# Use hexedit to manipulate a huge disk dump? [SOLVED]

## miroR

title: Use hexedit to manipulate a huge disk dump?

---

I have a query (or an unnecessary qualm: see in the very bottom).

```

gbn ~ # ls -l /mnt/sdg1/dd_Add/dd_F1028_g0n_DONT_USE/

total 69993144

-rw-r--r-- 1 root root         104 2015-10-28 09:20 dd_F1028_g0n.md5

-rw-r--r-- 1 root root   505709056 2015-10-28 08:56 F1028_g0n_sda2.dd

-rw-r--r-- 1 root root 71167246848 2015-10-28 10:44 F1028_g0n_sda3.dd

gbn ~ # ls -l /mnt/sdh1/dd_Add/dd_F1028_g0n_DONT_USE/

total 69993140

-rw-r--r-- 1 root root         104 2015-10-28 09:20 dd_F1028_g0n.md5

-rw-r--r-- 1 root root   505709056 2015-10-28 08:56 F1028_g0n_sda2.dd

-rw-r--r-- 1 root root 71167246848 2015-10-28 09:08 F1028_g0n_sda3.dd

gbn ~ # 

```

These are two disk dumps. See my tips 

Postfix smtp/TLS, Bkp/Cloning Mthd, Censorship/Intrusion

https://forums.gentoo.org/viewtopic-t-999436.html#7613044

on how to backup a system

(unless you think that RAID is the way to do system backup

(the same topic)

https://forums.gentoo.org/viewtopic-t-999436.html#7819984

)

These dumps are taken after a scare that I suffered (I'm too easily caught by panic when I can't easily see the reason why something bad for my system or threatening to my system happens, and that's hard to correct in my character  :Wink:  )

RBAC policy for tcpdump

https://forums.grsecurity.net/viewtopic.php?f=5&t=4301

(further on it occurs pretty all of a sudden in the narrative)

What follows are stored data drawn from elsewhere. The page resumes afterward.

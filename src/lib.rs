//! SOCKS4 and SOCKS4a CONNECT client.
//!
//! ```no_run
//! # async fn run() -> socks4::Result<()> {
//! use socks4::{from_url, Dialer, TcpOpener};
//!
//! let dialer = from_url("socks4a://127.0.0.1:1080", TcpOpener)?;
//! let stream = dialer.dial("tcp", "example.com:80").await?;
//! # drop(stream);
//! # Ok(())
//! # }
//! ```

mod proto;
mod reply;
mod request;

pub mod client;
pub mod config;
pub mod dialer;
pub mod error;
pub mod resolve;

pub use client::{connect, handshake, Connector};
pub use config::{ClientConfig, ConnectConfig, DEFAULT_IDENTITY};
pub use dialer::{from_url, Dialer, Socks4Dialer, StreamOpener, TcpOpener};
pub use error::{AddrError, Error, Result};
pub use proto::{AddressingMode, Destination};
pub use reply::{Reply, Status};
pub use request::Request;
pub use resolve::{resolve_ipv4, Resolve, SystemResolver};
// +----+----+----+----+----+----+----+----+
// | VN | CD | DSTPORT |      DSTIP        |
// +----+----+----+----+----+----+----+----+
//    1    1      2              4

use log::debug;
use tokio::io::{AsyncRead, AsyncReadExt};

use crate::error::{Error, Result};
use crate::proto::*;

/// Answer of the proxy to a CONNECT request.
#[derive(Debug, Copy, Clone, PartialEq, Eq)]
pub enum Status {
    Granted,
    Rejected,
    IdentRequired,
    IdentFailed,
    Unknown(u8),
}

impl Status {
    pub fn from_byte(status: u8) -> Self {
        match status {
            REP_GRANTED => Status::Granted,
            REP_REJECTED => Status::Rejected,
            REP_IDENT_REQUIRED => Status::IdentRequired,
            REP_IDENT_FAILED => Status::IdentFailed,
            other => Status::Unknown(other),
        }
    }

    pub fn as_byte(&self) -> u8 {
        match self {
            Status::Granted => REP_GRANTED,
            Status::Rejected => REP_REJECTED,
            Status::IdentRequired => REP_IDENT_REQUIRED,
            Status::IdentFailed => REP_IDENT_FAILED,
            Status::Unknown(other) => *other,
        }
    }

    pub fn is_granted(&self) -> bool {
        *self == Status::Granted
    }

    /// `Ok` only for `Granted`; every other answer ends the handshake.
    pub fn into_result(self) -> Result<()> {
        match self {
            Status::Granted => Ok(()),
            Status::Rejected => Err(Error::Rejected(REP_REJECTED)),
            Status::IdentRequired => Err(Error::IdentRequired(REP_IDENT_REQUIRED)),
            Status::IdentFailed => Err(Error::IdentFailed(REP_IDENT_FAILED)),
            Status::Unknown(other) => Err(Error::UnknownStatus(other)),
        }
    }
}

/// The fixed 8 byte reply frame. DSTPORT and DSTIP carry no meaning for CONNECT.
#[derive(Debug, Copy, Clone, PartialEq, Eq)]
pub struct Reply {
    pub version: u8,
    pub status: Status,
}

impl Reply {
    pub fn from_bytes(frame: &[u8; REPLY_LEN]) -> Self {
        Self {
            version: frame[0],
            status: Status::from_byte(frame[1]),
        }
    }

    /// Reads exactly one reply frame. A stream that ends early is an
    /// `UnexpectedEof` i/o error.
    pub async fn read_from<R>(stream: &mut R) -> Result<Self>
    where
        R: AsyncRead + Unpin,
    {
        let mut frame = [0u8; REPLY_LEN];
        stream.read_exact(&mut frame).await?;

        // Some servers answer with VN 4, only CD decides
        if frame[0] != REPLY_VER {
            debug!("socks4 reply version {:#04x}, ignored", frame[0]);
        }

        Ok(Self::from_bytes(&frame))
    }
}
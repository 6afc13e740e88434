use std::io;
use std::num::ParseIntError;

use thiserror::Error;

pub type Result<T> = std::result::Result<T, Error>;

/// Why a `host:port` string was refused.
#[derive(Error, Debug)]
pub enum AddrError {
    #[error("missing port in address")]
    MissingPort,
    #[error("too many colons in address")]
    TooManyColons,
    #[error("empty host in address")]
    EmptyHost,
    #[error("missing ']' in address")]
    MissingBracket,
    #[error("unexpected bracket in address")]
    UnexpectedBracket,
    #[error("invalid port: {0}")]
    InvalidPort(#[source] ParseIntError),
    #[error("invalid proxy url: {0}")]
    InvalidUrl(#[source] url::ParseError),
}

#[derive(Error, Debug)]
pub enum Error {
    #[error("network {0} is not supported, socks4 supports only tcp or tcp4")]
    WrongNetwork(String),
    #[error("unsupported proxy scheme {0}")]
    UnsupportedScheme(String),
    #[error("wrong addr: {addr}")]
    AddressFormat {
        addr: String,
        #[source]
        source: AddrError,
    },
    #[error("unable to find IP address of host {host}")]
    HostUnknown {
        host: String,
        #[source]
        source: Option<io::Error>,
    },
    #[error("socks4 dial")]
    Connect(#[source] io::Error),
    #[error("unable to encode request: {0}")]
    Encoding(&'static str),
    #[error("i/o error")]
    Io(#[from] io::Error),
    #[error("connection to remote host was rejected")]
    Rejected(u8),
    #[error("valid ident required")]
    IdentRequired(u8),
    #[error("ident check failed")]
    IdentFailed(u8),
    #[error("unknown socks4 server response {0:#04x}")]
    UnknownStatus(u8),
}

impl Error {
    pub(crate) fn address(addr: &str, source: AddrError) -> Self {
        Error::AddressFormat {
            addr: addr.to_string(),
            source,
        }
    }

    /// Raw reply status when the proxy answered with a refusal.
    pub fn status(&self) -> Option<u8> {
        match self {
            Error::Rejected(s)
            | Error::IdentRequired(s)
            | Error::IdentFailed(s)
            | Error::UnknownStatus(s) => Some(*s),
            _ => None,
        }
    }

    /// True when the proxy said no, as opposed to bad input or a broken transport.
    pub fn is_protocol_outcome(&self) -> bool {
        self.status().is_some()
    }
}

impl From<Error> for io::Error {
    fn from(error: Error) -> Self {
        let kind = match &error {
            Error::Io(e) | Error::Connect(e) => e.kind(),
            Error::WrongNetwork(_)
            | Error::UnsupportedScheme(_)
            | Error::AddressFormat { .. }
            | Error::Encoding(_) => io::ErrorKind::InvalidInput,
            Error::HostUnknown { .. } => io::ErrorKind::NotFound,
            Error::Rejected(_) | Error::IdentRequired(_) | Error::IdentFailed(_) => {
                io::ErrorKind::ConnectionRefused
            }
            Error::UnknownStatus(_) => io::ErrorKind::InvalidData,
        };
        io::Error::new(kind, error)
    }
}
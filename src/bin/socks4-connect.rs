use std::env;

use log::{error, info};
use socks4::{from_url, ConnectConfig, Dialer, TcpOpener};
use tokio::io::{self, AsyncWriteExt};
use tokio::runtime::Runtime;

fn main() {
    let mut args = env::args();
    if args.len() != 2 {
        println!("Usage: {} config.toml", args.next().unwrap_or_default());
        return;
    }

    env_logger::builder()
        .format_timestamp(None)
        .filter_level(log::LevelFilter::Info)
        .parse_default_env()
        .init();

    let path = args.nth(1).unwrap_or_default();
    let config = match ConnectConfig::load(&path) {
        Ok(config) => config,
        Err(e) => {
            error!("load {}: {}", path, e);
            std::process::exit(1);
        }
    };

    let rt = match Runtime::new() {
        Ok(rt) => rt,
        Err(e) => {
            error!("runtime: {}", e);
            std::process::exit(1);
        }
    };

    if let Err(e) = rt.block_on(run(config)) {
        error!("{}", e);
        std::process::exit(1);
    }
}

async fn run(config: ConnectConfig) -> std::io::Result<()> {
    let mut dialer = from_url(&config.proxy, TcpOpener)?;
    if let Some(identity) = config.identity {
        dialer.config_mut().identity = identity;
    }

    let stream = dialer.dial("tcp", &config.target).await?;
    info!("Proxy - {} via {}", config.target, config.proxy);

    let (mut reader, mut writer) = io::split(stream);
    let upload = async {
        io::copy(&mut io::stdin(), &mut writer).await?;
        writer.shutdown().await
    };
    let download = async {
        let mut stdout = io::stdout();
        io::copy(&mut reader, &mut stdout).await?;
        stdout.flush().await
    };

    futures::try_join!(upload, download)?;
    Ok(())
}
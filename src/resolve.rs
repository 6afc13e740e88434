use std::io;
use std::net::{IpAddr, Ipv4Addr};

use async_trait::async_trait;
use tokio::net;

use crate::error::{Error, Result};

/// Hostname lookup used by numeric (plain SOCKS4) handshakes.
#[async_trait]
pub trait Resolve: Sync + Send {
    async fn resolve(&self, host: &str) -> io::Result<Vec<IpAddr>>;
}

/// Resolves through the system resolver via `tokio::net::lookup_host`.
#[derive(Debug, Default, Copy, Clone)]
pub struct SystemResolver;

#[async_trait]
impl Resolve for SystemResolver {
    async fn resolve(&self, host: &str) -> io::Result<Vec<IpAddr>> {
        if let Ok(ip) = host.parse::<IpAddr>() {
            return Ok(vec![ip]);
        }

        let addrs = net::lookup_host((host, 0)).await?;
        Ok(addrs.map(|addr| addr.ip()).collect())
    }
}

/// Picks the IPv4 address of `host`. A v4-mapped or v4-compatible IPv6
/// result counts; a host with only IPv6 addresses is unknown to SOCKS4.
pub async fn resolve_ipv4<R>(resolver: &R, host: &str) -> Result<Ipv4Addr>
where
    R: Resolve + ?Sized,
{
    let addrs = resolver
        .resolve(host)
        .await
        .map_err(|e| Error::HostUnknown {
            host: host.to_string(),
            source: Some(e),
        })?;

    addrs
        .into_iter()
        .find_map(|ip| match ip {
            IpAddr::V4(ip) => Some(ip),
            // ::1 and :: would otherwise turn into 0.0.0.1 and 0.0.0.0
            IpAddr::V6(ip) if ip.is_loopback() || ip.is_unspecified() => None,
            IpAddr::V6(ip) => ip.to_ipv4(),
        })
        .ok_or_else(|| Error::HostUnknown {
            host: host.to_string(),
            source: None,
        })
}
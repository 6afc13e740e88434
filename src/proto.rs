use std::fmt;
use std::net::Ipv4Addr;
use std::str::FromStr;

use serde::Deserialize;

use crate::error::AddrError;

pub(crate) const VER: u8 = 4;
pub(crate) const REPLY_VER: u8 = 0;

pub(crate) const CMD_CONNECT: u8 = 1;
#[allow(dead_code)]
pub(crate) const CMD_BIND: u8 = 2;

pub(crate) const REP_GRANTED: u8 = 0x5a;
pub(crate) const REP_REJECTED: u8 = 0x5b;
pub(crate) const REP_IDENT_REQUIRED: u8 = 0x5c;
pub(crate) const REP_IDENT_FAILED: u8 = 0x5d;

/// VN, CD, DSTPORT and DSTIP; every request carries at least these.
pub(crate) const MIN_REQUEST_LEN: usize = 8;
pub(crate) const REPLY_LEN: usize = 8;

/// DSTIP of a SOCKS4a request: 0.0.0.x with x != 0 tells the proxy a hostname follows.
pub(crate) const SOCKS4A_PLACEHOLDER: Ipv4Addr = Ipv4Addr::new(0, 0, 0, 1);

/// How the destination host is put on the wire.
#[derive(Debug, Copy, Clone, PartialEq, Eq, Default, Deserialize)]
pub enum AddressingMode {
    /// SOCKS4: the client resolves the host and sends its IPv4 address.
    #[default]
    #[serde(rename = "socks4")]
    Numeric,
    /// SOCKS4a: the hostname is relayed and the proxy resolves it.
    #[serde(rename = "socks4a")]
    HostnameRelay,
}

impl AddressingMode {
    /// Maps a proxy URL scheme to its addressing mode.
    pub fn from_scheme(scheme: &str) -> Option<Self> {
        match scheme {
            "socks4" => Some(AddressingMode::Numeric),
            "socks4a" => Some(AddressingMode::HostnameRelay),
            _ => None,
        }
    }

    pub fn scheme(&self) -> &'static str {
        match self {
            AddressingMode::Numeric => "socks4",
            AddressingMode::HostnameRelay => "socks4a",
        }
    }
}

impl fmt::Display for AddressingMode {
    fn fmt(&self, f: &mut fmt::Formatter<'_>) -> fmt::Result {
        f.write_str(self.scheme())
    }
}

/// Target of a CONNECT request, as given by a `host:port` string.
#[derive(Debug, Clone, PartialEq, Eq)]
pub struct Destination {
    pub host: String,
    pub port: u16,
}

impl Destination {
    pub fn new(host: impl Into<String>, port: u16) -> Self {
        Self {
            host: host.into(),
            port,
        }
    }
}

impl FromStr for Destination {
    type Err = AddrError;

    /// Splits `host:port`. IPv6 literals must be bracketed (`[::1]:80`).
    fn from_str(addr: &str) -> Result<Self, Self::Err> {
        let (host, port) = addr.rsplit_once(':').ok_or(AddrError::MissingPort)?;

        let host = match host.strip_prefix('[') {
            Some(inner) => inner.strip_suffix(']').ok_or(AddrError::MissingBracket)?,
            None if host.contains(':') => return Err(AddrError::TooManyColons),
            None => host,
        };

        if host.contains(|c| c == '[' || c == ']') {
            return Err(AddrError::UnexpectedBracket);
        }

        if host.is_empty() {
            return Err(AddrError::EmptyHost);
        }

        let port = port.parse::<u16>().map_err(AddrError::InvalidPort)?;
        Ok(Destination::new(host, port))
    }
}

impl fmt::Display for Destination {
    fn fmt(&self, f: &mut fmt::Formatter<'_>) -> fmt::Result {
        if self.host.contains(':') {
            write!(f, "[{}]:{}", self.host, self.port)
        } else {
            write!(f, "{}:{}", self.host, self.port)
        }
    }
}
//! Get command implementation.

use super::CmdResult;
use crate::utils::create_progress_bar;
use oxifs_store::Container;
use std::path::Path;

pub fn cmd_get(container: &mut Container, name: &str, dest: &Path) -> CmdResult {
    let file = container.find_file(name)?;
    let pb = create_progress_bar(file.blocks_count as u64, file.blocks_count > 1);

    let result =
        container.export_file_with_progress(name, dest, |done, _| pb.set_position(done as u64));
    match result {
        Ok(written) => {
            pb.finish_with_message("Done");
            println!("Copied {} to {} ({} bytes)", name, dest.display(), written);
            Ok(())
        }
        Err(e) => {
            pb.abandon();
            if e.is_corruption() {
                eprintln!("The file is corrupted and can't be used anymore. Remove it with `oxifs rm {name}`.");
            }
            Err(e.into())
        }
    }
}
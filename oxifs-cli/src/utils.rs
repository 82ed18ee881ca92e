//! Utility functions for the CLI.

use glob::Pattern;
use indicatif::{ProgressBar, ProgressStyle};
use std::time::Duration;
use tracing_subscriber::EnvFilter;

/// Install the `tracing` subscriber.
///
/// `RUST_LOG` wins when set; otherwise `verbose` selects `debug` over `warn`.
pub fn init_logging(verbose: bool) {
    let default = if verbose { "debug" } else { "warn" };
    let filter = EnvFilter::try_from_default_env().unwrap_or_else(|_| EnvFilter::new(default));
    tracing_subscriber::fmt()
        .with_env_filter(filter)
        .with_writer(std::io::stderr)
        .with_target(false)
        .init();
}

/// Create a progress bar with standard styling.
pub fn create_progress_bar(len: u64, enable: bool) -> ProgressBar {
    if !enable {
        return ProgressBar::hidden();
    }

    let pb = ProgressBar::new(len);
    let template = "[{elapsed_precise}] [{bar:40.cyan/blue}] {pos}/{len} blocks {msg}";
    match ProgressStyle::default_bar().template(template) {
        Ok(style) => pb.set_style(style.progress_chars("█▓▒░ ")),
        Err(_) => pb.set_style(ProgressStyle::default_bar()),
    }
    pb
}

/// Create a spinner for work without a known length.
pub fn create_spinner(message: String) -> ProgressBar {
    let pb = ProgressBar::new_spinner();
    pb.set_message(message);
    pb.enable_steady_tick(Duration::from_millis(100));
    pb
}

/// Check if a name matches the filter patterns.
/// - If include patterns are specified, the name must match at least one
/// - If exclude patterns are specified, the name must not match any
pub fn matches_filters(name: &str, include: &[String], exclude: &[String]) -> bool {
    let matches = |pattern: &String| Pattern::new(pattern).is_ok_and(|p| p.matches(name));

    if exclude.iter().any(matches) {
        return false;
    }
    include.is_empty() || include.iter().any(matches)
}

/// Render a byte count with a binary unit.
pub fn format_size(bytes: u64) -> String {
    const UNITS: [&str; 4] = ["B", "KiB", "MiB", "GiB"];
    let mut value = bytes as f64;
    let mut unit = 0;
    while value >= 1024.0 && unit < UNITS.len() - 1 {
        value /= 1024.0;
        unit += 1;
    }
    if unit == 0 {
        format!("{bytes} B")
    } else {
        format!("{value:.1} {}", UNITS[unit])
    }
}
//! Doubly linked sibling lists.
//!
//! Every directory owns two lists: child directories (head at `firstDir`)
//! and child files (head at `firstFile`). Nodes of both kinds keep their
//! `prev`/`next` links at the same field positions, so one set of helpers
//! serves both lists.

use crate::layout::{self, ROOT_OFFSET, field};
use oxifs_core::error::{EntryKind, OxiFsError, Result};
use std::collections::HashSet;
use std::io::{Read, Seek, Write};

/// Which of a directory's two child lists to operate on.
#[derive(Debug, Clone, Copy, PartialEq, Eq)]
pub enum SiblingKind {
    /// The child directory list.
    Directory,
    /// The child file list.
    File,
}

impl SiblingKind {
    /// Position of this list's head link inside the parent record.
    pub fn head_field(self) -> u64 {
        match self {
            Self::Directory => field::FIRST_DIR,
            Self::File => field::FIRST_FILE,
        }
    }

    /// Entry kind stored in this list.
    pub fn entry_kind(self) -> EntryKind {
        match self {
            Self::Directory => EntryKind::Directory,
            Self::File => EntryKind::File,
        }
    }
}

/// Fail unless `offset` can hold a node record in a container of `end` bytes.
pub fn check_node_offset(offset: u32, end: u64) -> Result<()> {
    if offset < ROOT_OFFSET || offset as u64 >= end {
        return Err(OxiFsError::corrupted(
            offset as u64,
            format!("node offset outside container of {end} bytes"),
        ));
    }
    Ok(())
}

/// Read the head of one of `parent`'s child lists.
pub fn head<R: Read + Seek>(reader: &mut R, parent: u32, kind: SiblingKind) -> Result<Option<u32>> {
    layout::read_link_at(reader, parent as u64 + kind.head_field())
}

/// Collect the offsets of a sibling list, starting at `head`.
///
/// A chain that loops or leaves the container is reported as corruption
/// instead of being followed.
pub fn collect<R: Read + Seek>(reader: &mut R, head: Option<u32>, end: u64) -> Result<Vec<u32>> {
    let mut offsets = Vec::new();
    let mut seen = HashSet::new();
    let mut current = head;

    while let Some(offset) = current {
        check_node_offset(offset, end)?;
        if !seen.insert(offset) {
            return Err(OxiFsError::corrupted(offset as u64, "sibling chain loops"));
        }
        offsets.push(offset);
        current = layout::read_link_at(reader, offset as u64 + field::NEXT)?;
    }

    Ok(offsets)
}

/// Last node of one of `parent`'s child lists.
pub fn tail<R: Read + Seek>(
    reader: &mut R,
    parent: u32,
    kind: SiblingKind,
    end: u64,
) -> Result<Option<u32>> {
    let first = head(reader, parent, kind)?;
    Ok(collect(reader, first, end)?.last().copied())
}

/// Hook a freshly written node onto the end of a list.
///
/// `tail` must be the list's last node before the append; the new node's own
/// `prev` field is expected to already point at it.
pub fn link_tail<W: Write + Seek>(
    writer: &mut W,
    parent: u32,
    kind: SiblingKind,
    tail: Option<u32>,
    node: u32,
) -> Result<()> {
    match tail {
        Some(last) => layout::write_link_at(writer, last as u64 + field::NEXT, Some(node)),
        None => layout::write_link_at(writer, parent as u64 + kind.head_field(), Some(node)),
    }
}

/// Splice a node out of its list given its `prev` and `next` links.
///
/// The node's own record is left untouched and becomes unreachable.
pub fn unlink<W: Write + Seek>(
    writer: &mut W,
    parent: u32,
    kind: SiblingKind,
    prev: Option<u32>,
    next: Option<u32>,
) -> Result<()> {
    match prev {
        Some(prev) => layout::write_link_at(writer, prev as u64 + field::NEXT, next)?,
        None => layout::write_link_at(writer, parent as u64 + kind.head_field(), next)?,
    }
    if let Some(next) = next {
        layout::write_link_at(writer, next as u64 + field::PREV, prev)?;
    }
    Ok(())
}

#[cfg(test)]
mod tests {
    use super::*;
    use crate::layout::DirectoryNode;
    use std::io::{Cursor, Seek, SeekFrom};

    /// Root at 4 with three child directories appended in order.
    fn image_with_children() -> (Cursor<Vec<u8>>, Vec<u32>) {
        let mut image = Cursor::new(vec![0u8; 4]);
        let root = DirectoryNode::new(ROOT_OFFSET, None, None, "/");
        image.seek(SeekFrom::End(0)).unwrap();
        image.write_all(&root.to_bytes().unwrap()).unwrap();

        let mut children = Vec::new();
        for name in ["a", "b", "c"] {
            let end = image.get_ref().len() as u64;
            let prev = tail(&mut image, ROOT_OFFSET, SiblingKind::Directory, end).unwrap();
            let dir = DirectoryNode::new(end as u32, Some(ROOT_OFFSET), prev, name);
            image.seek(SeekFrom::End(0)).unwrap();
            image.write_all(&dir.to_bytes().unwrap()).unwrap();
            link_tail(&mut image, ROOT_OFFSET, SiblingKind::Directory, prev, dir.offset).unwrap();
            children.push(dir.offset);
        }
        (image, children)
    }

    fn names(image: &mut Cursor<Vec<u8>>) -> Vec<String> {
        let end = image.get_ref().len() as u64;
        let first = head(image, ROOT_OFFSET, SiblingKind::Directory).unwrap();
        collect(image, first, end)
            .unwrap()
            .into_iter()
            .map(|offset| DirectoryNode::read(image, offset).unwrap().name)
            .collect()
    }

    #[test]
    fn test_append_keeps_order() {
        let (mut image, children) = image_with_children();
        assert_eq!(names(&mut image), ["a", "b", "c"]);

        let b = DirectoryNode::read(&mut image, children[1]).unwrap();
        assert_eq!(b.prev, Some(children[0]));
        assert_eq!(b.next, Some(children[2]));
    }

    #[test]
    fn test_unlink_middle_head_and_tail() {
        let (mut image, children) = image_with_children();

        let b = DirectoryNode::read(&mut image, children[1]).unwrap();
        unlink(&mut image, ROOT_OFFSET, SiblingKind::Directory, b.prev, b.next).unwrap();
        assert_eq!(names(&mut image), ["a", "c"]);
        let c = DirectoryNode::read(&mut image, children[2]).unwrap();
        assert_eq!(c.prev, Some(children[0]));

        let a = DirectoryNode::read(&mut image, children[0]).unwrap();
        unlink(&mut image, ROOT_OFFSET, SiblingKind::Directory, a.prev, a.next).unwrap();
        assert_eq!(names(&mut image), ["c"]);
        let c = DirectoryNode::read(&mut image, children[2]).unwrap();
        assert_eq!(c.prev, None);

        unlink(&mut image, ROOT_OFFSET, SiblingKind::Directory, c.prev, c.next).unwrap();
        assert!(names(&mut image).is_empty());
    }

    #[test]
    fn test_loop_is_corruption() {
        let (mut image, children) = image_with_children();
        layout::write_link_at(&mut image, children[2] as u64 + field::NEXT, Some(children[0]))
            .unwrap();

        let end = image.get_ref().len() as u64;
        let first = head(&mut image, ROOT_OFFSET, SiblingKind::Directory).unwrap();
        let err = collect(&mut image, first, end).unwrap_err();
        assert!(matches!(err, OxiFsError::CorruptedStructure { .. }));
    }

    #[test]
    fn test_out_of_range_link_is_corruption() {
        let (mut image, _) = image_with_children();
        let end = image.get_ref().len() as u64;
        assert!(collect(&mut image, Some(end as u32 + 100), end).is_err());
    }
}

I'm slowly figuring out what happened there, but what I usually do in such cases, which is my poor user's incident response, is I shut the system down, and back it up, that is [d]isk [d]umnp it (if the unix command dd has that meaning originally).

I'm slowly figuring out what happened there, and it should be all there, with time, but my question, here, is connected to the integrity of the files.

Firstly, the system froze on me, just as I was preparing a little post, the sixth for the "RBAC policy for tcpdump" topic on grsecurity forums above, with some corrections and explanations.

And, when a system freezes (I think it waa either some of the ~amd64 version of Wireshark or some of the kernels vmlinuz-4.2.3-hardened-r3-151018, vmlinuz-4.2.4-hardened-151026, vmlinuz-4.2.4-hardened-r1-151026, but for investigating on it I don't have the energy left; vmlinuz-4.2.4-hardened-r1 and net-analyzer/wireshark-1.12.8-r1 may be working, and not freezing for me now, so...), you can't surely shut down the system regularly, and once you do either physically, with the swith, restart or shut down, and take the disk out or in some other way, dd-dump it like the files in top of this post are dumps of that system of mine that froze on me...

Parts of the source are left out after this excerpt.